*Work instructions:* Each line containing the string "JsonCodec" should be copied out of the entries.

*Material for this exercise:*
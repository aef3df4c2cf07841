//! Point-in-time state snapshots for MirrorDNA continuity tracking.
//!
//! A [`StateSnapshot`] bundles identity, continuity and optional vault, timeline
//! and metadata sections with a SHA-256 checksum over the canonical form of every
//! other field. Snapshots persist as JSON or YAML; loading recomputes the checksum
//! before the record is handed back, so a tampered file never yields a trusted
//! snapshot.
//!
//! ## Quick Start
//!
//! ```rust,no_run
//! use mirrordna_snapshot::{capture_snapshot, SnapshotSections, SnapshotStore};
//! use serde_json::{json, Map};
//!
//! let mut identity = Map::new();
//! identity.insert("id".into(), json!("alice"));
//! let mut continuity = Map::new();
//! continuity.insert("sessions".into(), json!(1));
//!
//! let snapshot = capture_snapshot("snap_001", SnapshotSections::new(identity, continuity))?;
//!
//! let store = SnapshotStore::new();
//! store.save(&snapshot, "snap_001.yaml", None)?;
//! let loaded = store.load("snap_001.yaml")?;
//! assert_eq!(loaded, snapshot);
//! # Ok::<(), Box<dyn std::error::Error>>(())
//! ```
//!
//! ## Key Types
//!
//! - [`StateSnapshot`] - Immutable checksummed record
//! - [`SnapshotStore`] - Save and verified load through injected codecs
//! - [`SnapshotDiff`] - Result of [`compare_snapshots`]

#![deny(missing_docs)]

/// Snapshot comparison.
pub mod compare;
/// Error types for snapshot operations.
pub mod errors;
/// Serialization codecs and format selection.
pub mod format;
/// The snapshot record and capture.
pub mod snapshot;
/// Persistence with checksum verification on load.
pub mod store;

pub use compare::{compare_snapshots, SnapshotDiff, StateSection};
pub use errors::SnapshotError;
pub use format::{serialize_snapshot, JsonCodec, SnapshotCodec, SnapshotFormat, YamlCodec};
pub use snapshot::{
    capture_snapshot, capture_snapshot_at, into_state_map, SnapshotSections, StateMap,
    StateSnapshot, SNAPSHOT_FIELDS, SNAPSHOT_VERSION,
};
pub use store::{load_snapshot, save_snapshot, LoadedSnapshot, SnapshotStore};
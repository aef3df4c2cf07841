use std::path::PathBuf;
use thiserror::Error;

/// Errors that abort a directory hash.
///
/// Individual unreadable files are not errors; they are reported as
/// [`SkippedFile`](crate::SkippedFile) entries.
#[derive(Error, Debug)]
pub enum DirHashError {
    /// The root does not exist.
    #[error("directory not found: {}", .0.display())]
    NotFound(PathBuf),
    /// The root exists but is not a directory.
    #[error("path is not a directory: {}", .0.display())]
    NotADirectory(PathBuf),
    /// The root itself could not be inspected.
    #[error("I/O error on {}: {source}", path.display())]
    Io {
        /// Path being inspected.
        path: PathBuf,
        /// Underlying error.
        #[source]
        source: std::io::Error,
    },
}
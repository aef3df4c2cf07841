use crate::errors::SnapshotError;
use crate::format::{JsonCodec, SnapshotCodec, SnapshotFormat, YamlCodec};
use crate::snapshot::{StateSnapshot, SNAPSHOT_FIELDS};
use mirrordna_canonical::{digest_value, digests_match};
use serde_json::{Map, Value};
use std::fs;
use std::path::Path;

/// A verified snapshot together with the top-level fields it did not recognize.
#[derive(Debug, Clone, PartialEq)]
pub struct LoadedSnapshot {
    /// The verified record.
    pub snapshot: StateSnapshot,
    /// Unrecognized top-level fields, dropped from the record.
    pub unknown_fields: Map<String, Value>,
}

/// Saves and loads snapshots through an injected set of codecs.
///
/// Requesting a format whose codec was not installed fails with
/// [`SnapshotError::BackendUnavailable`] before any file is touched.
pub struct SnapshotStore {
    codecs: Vec<Box<dyn SnapshotCodec>>,
}

impl Default for SnapshotStore {
    fn default() -> Self {
        Self::new()
    }
}

impl std::fmt::Debug for SnapshotStore {
    fn fmt(&self, f: &mut std::fmt::Formatter<'_>) -> std::fmt::Result {
        f.debug_struct("SnapshotStore")
            .field("formats", &self.formats())
            .finish()
    }
}

impl SnapshotStore {
    /// Store with both JSON and YAML codecs.
    pub fn new() -> Self {
        Self::with_codecs(vec![Box::new(JsonCodec), Box::new(YamlCodec)])
    }

    /// Store that only handles JSON.
    pub fn json_only() -> Self {
        Self::with_codecs(vec![Box::new(JsonCodec)])
    }

    /// Store with an explicit codec list. The first codec for a format wins.
    pub fn with_codecs(codecs: Vec<Box<dyn SnapshotCodec>>) -> Self {
        Self { codecs }
    }

    /// Formats this store can read and write.
    pub fn formats(&self) -> Vec<SnapshotFormat> {
        self.codecs.iter().map(|c| c.format()).collect()
    }

    /// Looks up the codec for `format`.
    pub fn codec(&self, format: SnapshotFormat) -> Result<&dyn SnapshotCodec, SnapshotError> {
        self.codecs
            .iter()
            .find(|c| c.format() == format)
            .map(|c| &**c)
            .ok_or(SnapshotError::BackendUnavailable(format))
    }

    /// Writes `snapshot` to `path`, creating parent directories.
    ///
    /// The format is `format` if given, otherwise inferred from the extension.
    /// The file is overwritten in place.
    pub fn save(
        &self,
        snapshot: &StateSnapshot,
        path: impl AsRef<Path>,
        format: Option<SnapshotFormat>,
    ) -> Result<(), SnapshotError> {
        let path = path.as_ref();
        let format = format.unwrap_or_else(|| SnapshotFormat::from_path(path));
        let text = self.codec(format)?.encode(snapshot)?;

        if let Some(parent) = path.parent().filter(|p| !p.as_os_str().is_empty()) {
            fs::create_dir_all(parent).map_err(|e| SnapshotError::from_io(parent, e))?;
        }
        fs::write(path, text).map_err(|e| SnapshotError::from_io(path, e))?;
        tracing::debug!(
            path = %path.display(),
            format = %format,
            snapshot_id = %snapshot.snapshot_id,
            "saved snapshot"
        );
        Ok(())
    }

    /// Loads and verifies a snapshot, inferring the format from the extension.
    pub fn load(&self, path: impl AsRef<Path>) -> Result<StateSnapshot, SnapshotError> {
        Ok(self.load_detailed(path, None)?.snapshot)
    }

    /// Loads and verifies a snapshot, also returning any unknown fields.
    ///
    /// The checksum is recomputed over the recognized fields as stored before
    /// the typed record is built; a mismatch is [`SnapshotError::Integrity`].
    pub fn load_detailed(
        &self,
        path: impl AsRef<Path>,
        format: Option<SnapshotFormat>,
    ) -> Result<LoadedSnapshot, SnapshotError> {
        let path = path.as_ref();
        let format = format.unwrap_or_else(|| SnapshotFormat::from_path(path));
        let codec = self.codec(format)?;
        let text = fs::read_to_string(path).map_err(|e| SnapshotError::from_io(path, e))?;
        let value = codec.decode(&text)?;
        let loaded = decode_verified(value, path)?;
        tracing::debug!(
            path = %path.display(),
            snapshot_id = %loaded.snapshot.snapshot_id,
            "loaded snapshot"
        );
        Ok(loaded)
    }
}

fn decode_verified(value: Value, path: &Path) -> Result<LoadedSnapshot, SnapshotError> {
    let Value::Object(fields) = value else {
        return Err(SnapshotError::Decode(
            "top-level value must be a mapping".to_string(),
        ));
    };

    let (mut known, unknown): (Map<String, Value>, Map<String, Value>) = fields
        .into_iter()
        .partition(|(key, _)| SNAPSHOT_FIELDS.contains(&key.as_str()));
    if !unknown.is_empty() {
        let names: Vec<&str> = unknown.keys().map(String::as_str).collect();
        tracing::warn!(path = %path.display(), fields = ?names, "ignoring unknown snapshot fields");
    }

    let expected = match known.remove("checksum") {
        Some(Value::String(checksum)) => checksum,
        _ => return Err(SnapshotError::MissingChecksum(path.to_path_buf())),
    };

    let actual = digest_value(&known)?;
    if !digests_match(actual.as_str(), &expected) {
        tracing::warn!(
            path = %path.display(),
            expected = %expected,
            actual = %actual,
            "snapshot checksum mismatch"
        );
        return Err(SnapshotError::Integrity {
            path: path.to_path_buf(),
            expected,
            actual: actual.to_string(),
        });
    }

    known.insert("checksum".to_string(), Value::String(expected.trim().to_string()));
    let snapshot: StateSnapshot = serde_json::from_value(Value::Object(known))
        .map_err(|e| SnapshotError::Decode(e.to_string()))?;
    Ok(LoadedSnapshot {
        snapshot,
        unknown_fields: unknown,
    })
}

/// Saves with a default JSON + YAML store.
pub fn save_snapshot(
    snapshot: &StateSnapshot,
    path: impl AsRef<Path>,
    format: Option<SnapshotFormat>,
) -> Result<(), SnapshotError> {
    SnapshotStore::new().save(snapshot, path, format)
}

/// Loads and verifies with a default JSON + YAML store.
pub fn load_snapshot(path: impl AsRef<Path>) -> Result<StateSnapshot, SnapshotError> {
    SnapshotStore::new().load(path)
}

*Answer:*
pub use format::{serialize_snapshot, JsonCodec, SnapshotCodec, SnapshotFormat, YamlCodec};
use crate::format::{JsonCodec, SnapshotCodec, SnapshotFormat, YamlCodec};
        Self::with_codecs(vec![Box::new(JsonCodec), Box::new(YamlCodec)])
        Self::with_codecs(vec![Box::new(JsonCodec)])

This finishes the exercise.